> [PROMPT]:
How many lines of the data include the string "Some"? State that number alone.

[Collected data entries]
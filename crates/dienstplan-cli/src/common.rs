//! Shared plumbing for CLI commands: month resolution, session loading and
//! plan rendering.

use std::error::Error;

use dienstplan_core::{
    Config, Employee, MonthRef, PlanDb, PlanSession, ShiftCatalog,
};

/// Resolve an optional `--month YYYY-MM` argument; defaults to the current
/// month.
pub fn resolve_month(arg: Option<&str>) -> Result<MonthRef, Box<dyn Error>> {
    match arg {
        Some(s) => Ok(s.parse()?),
        None => Ok(MonthRef::current()),
    }
}

/// The catalog with hour overrides from config applied.
pub fn catalog_from(config: &Config) -> ShiftCatalog {
    let mut catalog = ShiftCatalog::standard();
    catalog.apply_hour_overrides(&config.shift_hours);
    catalog
}

/// Load one month's session from the database (roster plus snapshot).
pub fn load_session(
    db: &PlanDb,
    month: MonthRef,
    config: &Config,
) -> Result<PlanSession, Box<dyn Error>> {
    let employees = db.list_employees()?;
    let (plan, needs) = db.load_month(month)?.unwrap_or_default();
    Ok(PlanSession::from_parts(
        month,
        catalog_from(config),
        employees,
        plan,
        needs,
    ))
}

/// Persist the session's month snapshot.
pub fn save_session(db: &PlanDb, session: &PlanSession) -> Result<(), Box<dyn Error>> {
    db.save_month(session.month(), session.plan(), session.needs())?;
    Ok(())
}

/// Find an employee by exact id or exact name.
pub fn resolve_employee<'a>(
    employees: &'a [Employee],
    needle: &str,
) -> Result<&'a Employee, Box<dyn Error>> {
    if let Some(emp) = employees.iter().find(|e| e.id == needle) {
        return Ok(emp);
    }
    if let Some(emp) = employees.iter().find(|e| e.name == needle) {
        return Ok(emp);
    }
    Err(format!("no employee with id or name '{needle}'").into())
}

/// Render the month grid as plain text: one row per employee, one column
/// per day.
pub fn render_plan(session: &PlanSession) -> String {
    let days = session.month().days();
    let name_width = session
        .employees()
        .iter()
        .map(|e| e.name.len())
        .max()
        .unwrap_or(8)
        .max(8);

    let mut out = String::new();
    out.push_str(&format!("{:name_width$}", "Name"));
    for day in 1..=days {
        out.push_str(&format!(" {day:>3}"));
    }
    out.push('\n');

    for emp in session.employees() {
        out.push_str(&format!("{:name_width$}", emp.name));
        for day in 1..=days {
            let code = session.plan().shift_at(&emp.id, day).unwrap_or("");
            let lock = if session.plan().is_locked(&emp.id, day) {
                "*"
            } else {
                ""
            };
            out.push_str(&format!(" {:>3}", format!("{code}{lock}")));
        }
        out.push('\n');
    }
    out
}
//! JSON export/import of one plan month.
//!
//! A backup bundles everything needed to restore a month on another
//! machine: the roster, the plan cells, and the daily needs.

use serde::{Deserialize, Serialize};

use crate::calendar::MonthRef;
use crate::error::Result;
use crate::plan::{DailyNeeds, Plan};
use crate::roster::Employee;

/// Self-contained snapshot of one plan month.
#[derive(Debug, Clone, Serialize, Deserialize)]
pub struct MonthBackup {
    pub month: MonthRef,
    pub employees: Vec<Employee>,
    pub plan: Plan,
    pub daily_needs: DailyNeeds,
}

impl MonthBackup {
    pub fn new(
        month: MonthRef,
        employees: Vec<Employee>,
        plan: Plan,
        daily_needs: DailyNeeds,
    ) -> Self {
        Self {
            month,
            employees,
            plan,
            daily_needs,
        }
    }

    /// Serialize to pretty JSON.
    pub fn to_json(&self) -> Result<String> {
        Ok(serde_json::to_string_pretty(self)?)
    }

    /// Parse from JSON.
    pub fn from_json(json: &str) -> Result<Self> {
        Ok(serde_json::from_str(json)?)
    }
}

> [THE COMPLETED TASK]:
3